How is the Market?

How is the Market?

The first quarter of this year has flown by and seen everything from an easing of Covid restrictions, to flooding and an increased cost of living, all adding pressure on the housing shortage in Queensland. An end to this shortage doesn’t look to be in the near future. The question is, how is this impacting the market now and what is ahead?

Anecdotally, we are still seeing buyers heavily outweigh available properties, so we are still in a seller’s market. The heat in the market, however, is normalising as the record prices that have been achieved over the last two years start to flatten out. A drop in prices isn’t expected but it is recommended that sellers prepare to be more realistic in their pricing this year or their time on market could be extended.
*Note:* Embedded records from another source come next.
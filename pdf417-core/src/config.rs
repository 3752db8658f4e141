// PDF417-rs
// Copyright (c) 2024 The PDF417-rs Developers.
//
// This Source Code Form is subject to the terms of the Mozilla Public
// License, v. 2.0. If a copy of the MPL was not distributed with this
// file, You can obtain one at https://mozilla.org/MPL/2.0/.

//! Decoder configuration.

use bitflags::bitflags;

bitflags! {
    /// Flags controlling what diagnostic information the decoder emits via
    /// the `log` facade while it walks a symbol.
    ///
    /// `Pdf417Options::debug_level` is the ergonomic, linear knob a caller
    /// turns; internally the decoder expands it (plus `dump_codebook`) into
    /// one of these flag sets so that each subsystem only pays for the
    /// logging calls it was asked to make.
    #[derive(Debug, Clone, Copy, PartialEq, Eq)]
    pub struct DiagnosticFlags: u8 {
        /// Log the column offsets at which a row transitions between runs.
        const ROW_TRANSITIONS = 1 << 0;
        /// Log demodulation detail (raw word, chosen cluster, Hamming
        /// distance) for every symbol.
        const DEMODULATION    = 1 << 1;
        /// Log Reed-Solomon syndrome and correction detail.
        const RS_DETAIL       = 1 << 2;
        /// Log the per-symbol codebook entry that was matched, the way the
        /// reference decoder's `-c` flag dumps `dham[which][word]`.
        const CODEBOOK_DUMP   = 1 << 3;
    }
}

impl DiagnosticFlags {
    /// Expands a linear `debug_level` (as accepted on the command line) plus
    /// the standalone `dump_codebook` switch into the flag set the decoder's
    /// internals consult.
    pub fn from_level(debug_level: u8, dump_codebook: bool) -> DiagnosticFlags {
        let mut flags = DiagnosticFlags::empty();
        if debug_level >= 1 {
            flags |= DiagnosticFlags::ROW_TRANSITIONS;
        }
        if debug_level >= 2 {
            flags |= DiagnosticFlags::DEMODULATION | DiagnosticFlags::RS_DETAIL;
        }
        if dump_codebook {
            flags |= DiagnosticFlags::CODEBOOK_DUMP;
        }
        flags
    }
}

/// The maximum number of codewords a single symbol can contain: 90 columns
/// across at most 34 rows.
pub const MAX_CODEWORDS: usize = 34 * 90;

/// Configuration for a [`crate::decoder::Pdf417Decoder`].
///
/// Mirrors the reference decoder's four command-line switches (`-d`, `-c`,
/// `-e`, `-rs`) as struct fields rather than process-global `int`s.
#[derive(Debug, Clone)]
pub struct Pdf417Options {
    /// Verbosity, `0` (warnings only) through `2` (trace-level detail).
    pub debug_level: u8,
    /// Emit the raw codebook entry matched for every demodulated symbol.
    pub dump_codebook: bool,
    /// Emit output framed with a two-letter segment tag and hex-escaped
    /// bytes (`"BC \"..\""`-style), instead of raw decoded bytes.
    pub emit_framed: bool,
    /// Run Reed-Solomon error-and-erasure correction on the codeword stream
    /// before parsing it.
    pub apply_ecc: bool,
    /// Upper bound on the number of codewords accepted from a single symbol.
    /// Guards against a pathological bitmap producing an unbounded codeword
    /// stream.
    pub max_codewords: usize,
}

impl Default for Pdf417Options {
    fn default() -> Self {
        Pdf417Options {
            debug_level: 0,
            dump_codebook: false,
            emit_framed: false,
            apply_ecc: false,
            max_codewords: MAX_CODEWORDS,
        }
    }
}

impl Pdf417Options {
    pub(crate) fn diagnostic_flags(&self) -> DiagnosticFlags {
        DiagnosticFlags::from_level(self.debug_level, self.dump_codebook)
    }
}

#[cfg(test)]
mod tests {
    use super::*;

    #[test]
    fn level_zero_is_quiet() {
        assert_eq!(DiagnosticFlags::from_level(0, false), DiagnosticFlags::empty());
    }

    #[test]
    fn level_two_enables_demodulation_and_rs_detail() {
        let flags = DiagnosticFlags::from_level(2, false);
        assert!(flags.contains(DiagnosticFlags::DEMODULATION));
        assert!(flags.contains(DiagnosticFlags::RS_DETAIL));
        assert!(!flags.contains(DiagnosticFlags::CODEBOOK_DUMP));
    }

    #[test]
    fn dump_codebook_is_independent_of_level() {
        let flags = DiagnosticFlags::from_level(0, true);
        assert!(flags.contains(DiagnosticFlags::CODEBOOK_DUMP));
        assert!(!flags.contains(DiagnosticFlags::ROW_TRANSITIONS));
    }
}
We are seeing buyers transition from the last two years of purchasing with a fear of missing out to now purchasing with a fear of buying wrong. Buyers are becoming more discerning, and it would appear the frenzy has simmered. Given the housing shortage, however, some predict another growth surge is coming.

There are so many variables that contribute to where a market is heading. Interest rate rises, inflation, tighter credit assessment and the upcoming Federal Election rhetoric are always hot talking points for those predicting a fall in the market.

One of the only forecasters to predict the Covid property boom, Simon Pressley from Propertyology, suggests a more balanced viewpoint would also consider the impact of $230 billion in household savings, $45 billion in infrastructure spending, low cost home loans, return of international tourism, wage growth, rising rental incomes, high home equity, overseas migration and an abundance of lifestyle buyers to support an overall positive influence on the property market.

Simon notes it would take five RBA rate rises just to get back to where interest rates were three years ago, which property owners comfortably serviced.

The demographic of buyers in our Noosa Hinterland region is unlikely to see a critical mass of mortgage holders who suddenly struggle when interest rates rise, thus the impact of this one factor on our market is unlikely to be profound.

Interestingly, during the 6-year cycle of interest rate increases that commenced in May 2002, the median house price more than doubled in value in over 100 individual Australian cities and towns, including 6 of our 8 capital cities, with regional locations performing best in that cycle. It was Sydney and Melbourne that experienced the softest growth during this time.

Keeping in mind the number of dwellings listed for sale is also now at an all-time record low, all indications point to a short-term flattening of prices in our local market, likely to be followed by gradual growth later this year with the potential for more rapid growth again in coming years.